Его дневники военных лет доносят до нас переживания Бунина, его боль за Россию:

«1. VII.41. Вторник. Страшные бои русских и немцев. Минск еще держится».

«6. VII.41. Противно – ничего не знаешь толком, как идет война в России».

«13. VII.41. Воскресенье. Взят Витебск. Больно. Как взяли Витебск? В каком виде? Ничего не знаем».

«17. VII.41. Четверг, купил «Экл[эр] дю Суар»: «Смоленск пал». Правда ли?»

«24. VII.41. Четверг. Третий день бомбардировали Москву. Это совсем ново для нас! Газеты, радио – все брехня. Одно ясно – пока «не так склалось, як ждалось»…»

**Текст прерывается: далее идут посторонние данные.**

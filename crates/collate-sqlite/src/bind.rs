//! Binding of `sea-query` parameters onto sqlx queries

use crate::error::{StoreError, StoreResult};
use sea_query::{Value, Values};
use sqlx::Sqlite;
use sqlx::query::QueryAs;
use sqlx::sqlite::SqliteArguments;

type SqliteQueryAs<'q, O> = QueryAs<'q, Sqlite, O, SqliteArguments<'q>>;

/// Bind every value of `values`, in order
pub(crate) fn bind_values<'q, O>(
	mut query: SqliteQueryAs<'q, O>,
	values: &Values,
) -> StoreResult<SqliteQueryAs<'q, O>> {
	for value in &values.0 {
		query = bind_value(query, value)?;
	}
	Ok(query)
}

fn bind_value<'q, O>(query: SqliteQueryAs<'q, O>, value: &Value) -> StoreResult<SqliteQueryAs<'q, O>> {
	let query = match value {
		Value::Bool(Some(b)) => query.bind(*b),
		Value::TinyInt(Some(i)) => query.bind(i32::from(*i)),
		Value::SmallInt(Some(i)) => query.bind(i32::from(*i)),
		Value::Int(Some(i)) => query.bind(*i),
		Value::BigInt(Some(i)) => query.bind(*i),
		Value::TinyUnsigned(Some(i)) => query.bind(u32::from(*i)),
		Value::SmallUnsigned(Some(i)) => query.bind(u32::from(*i)),
		Value::Unsigned(Some(i)) => query.bind(*i),
		Value::BigUnsigned(Some(i)) => {
			let i = i64::try_from(*i).map_err(|_| StoreError::UnsupportedValue(format!("{i} exceeds i64")))?;
			query.bind(i)
		}
		Value::Float(Some(f)) => query.bind(f64::from(*f)),
		Value::Double(Some(f)) => query.bind(*f),
		Value::String(Some(s)) => query.bind(s.to_string()),
		Value::Char(Some(c)) => query.bind(c.to_string()),
		Value::Bytes(Some(b)) => query.bind(b.to_vec()),
		Value::Bool(None)
		| Value::TinyInt(None)
		| Value::SmallInt(None)
		| Value::Int(None)
		| Value::BigInt(None)
		| Value::TinyUnsigned(None)
		| Value::SmallUnsigned(None)
		| Value::Unsigned(None)
		| Value::BigUnsigned(None)
		| Value::Float(None)
		| Value::Double(None)
		| Value::String(None)
		| Value::Char(None)
		| Value::Bytes(None) => query.bind(None::<String>),
		other => return Err(StoreError::UnsupportedValue(format!("{other:?}"))),
	};
	Ok(query)
}

#[cfg(test)]
mod tests {
	use super::*;
	use rstest::rstest;
	use sqlx::{Connection, SqliteConnection};

	#[rstest]
	#[tokio::test]
	async fn binds_in_order() {
		// Arrange
		let mut conn = SqliteConnection::connect("sqlite::memory:").await.unwrap();
		let values = Values(vec![
			Value::Int(Some(7)),
			Value::String(Some("x".to_string())),
			Value::BigUnsigned(Some(3)),
		]);

		// Act
		let query = bind_values(sqlx::query_as::<_, (i64, String, i64)>("SELECT ?, ?, ?"), &values).unwrap();
		let row = query.fetch_one(&mut conn).await.unwrap();

		// Assert
		assert_eq!(row, (7, "x".to_string(), 3));
	}

	#[rstest]
	#[tokio::test]
	async fn null_binds_as_null() {
		// Arrange
		let mut conn = SqliteConnection::connect("sqlite::memory:").await.unwrap();
		let values = Values(vec![Value::Int(None)]);

		// Act
		let query = bind_values(sqlx::query_as::<_, (Option<i64>,)>("SELECT ?"), &values).unwrap();
		let row = query.fetch_one(&mut conn).await.unwrap();

		// Assert
		assert_eq!(row, (None,));
	}

	#[rstest]
	fn oversized_unsigned_is_rejected() {
		// Arrange
		let values = Values(vec![Value::BigUnsigned(Some(u64::MAX))]);

		// Act
		let result = bind_values(sqlx::query_as::<_, (i64,)>("SELECT ?"), &values);

		// Assert
		assert!(matches!(result, Err(StoreError::UnsupportedValue(_))));
	}
}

«2. VIII.41. Опять, опять перечитал за последние 2 дня 1-й том «Войны и мира». Кажется, особенно удивительна первая часть этого тома».

«10. VIII.41. По немецким сообщениям положение русских без меры ужасно. ‹…› Русские уже второй раз бомбардировали Берлин».

«12. VIII.41. Вести с русских фронтов продолжаю вырезывать и собирать».

«22. VIII.41. Пятница. Прочел в этот вечер русское сообщение: «мы оставили Николаев…» Да, Херсон взят (по немецкому сообщению). Гомель тоже (русское сообщение). Война в России длится уже 62 день (нынче). Как нарочно перечитываю 3-й том «Войны и мира» – Бородино, оставление Москвы».

«24. VIII.41. Воскресенье. Немцы пишут, что убили русских уже более 5 миллионов.

С неделю тому назад немцы объяснили невероятно ожесточенное сопротивление русских тем, что эта война не то, что в Франции, в Болгарии и т. д., что в России война идет с дикарями, не дорожащими жизнью, бесчувственными к смерти. Румыны вчера объяснили иначе – тем, что «красные» идут на смерть «под револьверами жидов-комиссаров». Нынче румыны говорят, что, несмотря на все их победы, война будет «непредвиденно долгая и жестокая».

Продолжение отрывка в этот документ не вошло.